DATA PROVIDED:
Content starts

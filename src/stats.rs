//! Overhead arithmetic for one pass and averaging across passes.

use std::collections::{BTreeMap, BTreeSet};

use serde_json::Value;

use crate::error::Result;
use crate::flatten::{flatten, FlatMap};
use crate::schema::{
    BaselineResult, BenchmarkSpec, KernelBaseline, KernelMeasurement, KernelTraced, Pass,
    TimingRecord, UstMeasurement, UstResult,
};

/// Summed start-up and loop times over all records of one invocation.
#[derive(Clone, Copy, Debug, Default, PartialEq)]
struct Totals {
    start: f64,
    run: Option<f64>,
}

fn totals(records: &[TimingRecord], with_run: bool) -> Result<Totals> {
    let mut start = 0.0;
    let mut run = 0.0;
    for record in records {
        start += record.startup()?;
        if with_run {
            run += record.run()?;
        }
    }
    Ok(Totals {
        start,
        run: with_run.then_some(run),
    })
}

fn pct_of(delta: f64, base: f64) -> Option<f64> {
    (base != 0.0).then(|| delta * 100.0 / base)
}

fn ust_result(
    args: Vec<String>,
    t: Totals,
    base: Totals,
    nr_events: Option<u64>,
    event_count: Option<u64>,
) -> UstResult {
    let start_overhead_s = t.start - base.start;
    let ns_per_event = match (t.run, base.run, nr_events) {
        (Some(run), Some(base_run), Some(n)) if n > 0 => Some((run - base_run) * 1e9 / n as f64),
        _ => None,
    };
    UstResult {
        args,
        start_time: t.start,
        run_time: t.run,
        ns_per_event,
        start_overhead_s,
        start_overhead_pct: pct_of(start_overhead_s, base.start),
        event_count,
    }
}

/// Build the baseline / tracing-disabled / tracing-enabled comparison for one
/// pass of `spec` from the three invocations' timing records.
pub fn ust_measurement(
    spec: &BenchmarkSpec,
    base: &[TimingRecord],
    ust: &[TimingRecord],
    ust_en: &[TimingRecord],
    event_count: Option<u64>,
) -> Result<UstMeasurement> {
    let with_run = spec.nr_loops.is_some();
    let nr_events = spec.nr_events();

    let base_t = totals(base, with_run)?;
    let ust_t = totals(ust, with_run)?;
    let ust_en_t = totals(ust_en, with_run)?;

    Ok(UstMeasurement {
        baseline: BaselineResult {
            args: spec.baseline_args(),
            start_time: base_t.start,
            run_time: base_t.run,
        },
        tracing_disabled: ust_result(spec.ust_args(), ust_t, base_t, nr_events, None),
        tracing_enabled: ust_result(spec.ust_args(), ust_en_t, base_t, nr_events, event_count),
    })
}

/// `base_run`/`traced_run` are in seconds.
pub fn kernel_measurement(base_run: f64, traced_run: f64, nr_loops: u64) -> KernelMeasurement {
    KernelMeasurement {
        baseline: KernelBaseline { run_time: base_run },
        tracing_enabled: KernelTraced {
            run_time: traced_run,
            ns_per_event: (traced_run - base_run) * 1e9 / nr_loops.max(1) as f64,
        },
    }
}

/// Mean of every numeric leaf across passes.
///
/// Each key is averaged over the passes where it is present *and numeric*;
/// other passes count in neither numerator nor denominator. A key that is
/// never numeric produces no entry. Booleans are not numeric here; no result
/// field is a boolean today.
pub fn aggregate(passes: &[FlatMap]) -> BTreeMap<String, f64> {
    let all_keys: BTreeSet<&String> = passes.iter().flat_map(|p| p.keys()).collect();

    let mut avg = BTreeMap::new();
    for key in all_keys {
        let mut total = 0.0;
        let mut count = 0usize;
        for pass in passes {
            if let Some(Value::Number(n)) = pass.get(key) {
                if let Some(v) = n.as_f64() {
                    total += v;
                    count += 1;
                }
            }
        }
        if count > 0 {
            avg.insert(key.clone(), total / count as f64);
        }
    }
    avg
}

/// Flatten each pass and average them.
pub fn average_passes(passes: &[Pass]) -> serde_json::Result<BTreeMap<String, f64>> {
    let flat = passes
        .iter()
        .map(|p| serde_json::to_value(p).map(|v| flatten(&v)))
        .collect::<serde_json::Result<Vec<_>>>()?;
    Ok(aggregate(&flat))
}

Content ends

WHAT YOU HAVE TO DO:
Please output the full listing one more time, exactly.

RESPONSE BELOW:
filename src/stats.rs
//! Overhead arithmetic for one pass and averaging across passes.

use std::collections::{BTreeMap, BTreeSet};

use serde_json::Value;

use crate::error::Result;
use crate::flatten::{flatten, FlatMap};
use crate::schema::{
    BaselineResult, BenchmarkSpec, KernelBaseline, KernelMeasurement, KernelTraced, Pass,
    TimingRecord, UstMeasurement, UstResult,
};

/// Summed start-up and loop times over all records of one invocation.
#[derive(Clone, Copy, Debug, Default, PartialEq)]
struct Totals {
    start: f64,
    run: Option<f64>,
}

fn totals(records: &[TimingRecord], with_run: bool) -> Result<Totals> {
    let mut start = 0.0;
    let mut run = 0.0;
    for record in records {
        start += record.startup()?;
        if with_run {
            run += record.run()?;
        }
    }
    Ok(Totals {
        start,
        run: with_run.then_some(run),
    })
}

fn pct_of(delta: f64, base: f64) -> Option<f64> {
    (base != 0.0).then(|| delta * 100.0 / base)
}

fn ust_result(
    args: Vec<String>,
    t: Totals,
    base: Totals,
    nr_events: Option<u64>,
    event_count: Option<u64>,
) -> UstResult {
    let start_overhead_s = t.start - base.start;
    let ns_per_event = match (t.run, base.run, nr_events) {
        (Some(run), Some(base_run), Some(n)) if n > 0 => Some((run - base_run) * 1e9 / n as f64),
        _ => None,
    };
    UstResult {
        args,
        start_time: t.start,
        run_time: t.run,
        ns_per_event,
        start_overhead_s,
        start_overhead_pct: pct_of(start_overhead_s, base.start),
        event_count,
    }
}

/// Build the baseline / tracing-disabled / tracing-enabled comparison for one
/// pass of `spec` from the three invocations' timing records.
pub fn ust_measurement(
    spec: &BenchmarkSpec,
    base: &[TimingRecord],
    ust: &[TimingRecord],
    ust_en: &[TimingRecord],
    event_count: Option<u64>,
) -> Result<UstMeasurement> {
    let with_run = spec.nr_loops.is_some();
    let nr_events = spec.nr_events();

    let base_t = totals(base, with_run)?;
    let ust_t = totals(ust, with_run)?;
    let ust_en_t = totals(ust_en, with_run)?;

    Ok(UstMeasurement {
        baseline: BaselineResult {
            args: spec.baseline_args(),
            start_time: base_t.start,
            run_time: base_t.run,
        },
        tracing_disabled: ust_result(spec.ust_args(), ust_t, base_t, nr_events, None),
        tracing_enabled: ust_result(spec.ust_args(), ust_en_t, base_t, nr_events, event_count),
    })
}

/// `base_run`/`traced_run` are in seconds.
pub fn kernel_measurement(base_run: f64, traced_run: f64, nr_loops: u64) -> KernelMeasurement {
    KernelMeasurement {
        baseline: KernelBaseline { run_time: base_run },
        tracing_enabled: KernelTraced {
            run_time: traced_run,
            ns_per_event: (traced_run - base_run) * 1e9 / nr_loops.max(1) as f64,
        },
    }
}

/// Mean of every numeric leaf across passes.
///
/// Each key is averaged over the passes where it is present *and numeric*;
/// other passes count in neither numerator nor denominator. A key that is
/// never numeric produces no entry. Booleans are not numeric here; no result
/// field is a boolean today.
pub fn aggregate(passes: &[FlatMap]) -> BTreeMap<String, f64> {
    let all_keys: BTreeSet<&String> = passes.iter().flat_map(|p| p.keys()).collect();

    let mut avg = BTreeMap::new();
    for key in all_keys {
        let mut total = 0.0;
        let mut count = 0usize;
        for pass in passes {
            if let Some(Value::Number(n)) = pass.get(key) {
                if let Some(v) = n.as_f64() {
                    total += v;
                    count += 1;
                }
            }
        }
        if count > 0 {
            avg.insert(key.clone(), total / count as f64);
        }
    }
    avg
}

/// Flatten each pass and average them.
pub fn average_passes(passes: &[Pass]) -> serde_json::Result<BTreeMap<String, f64>> {
    let flat = passes
        .iter()
        .map(|p| serde_json::to_value(p).map(|v| flatten(&v)))
        .collect::<serde_json::Result<Vec<_>>>()?;
    Ok(aggregate(&flat))
}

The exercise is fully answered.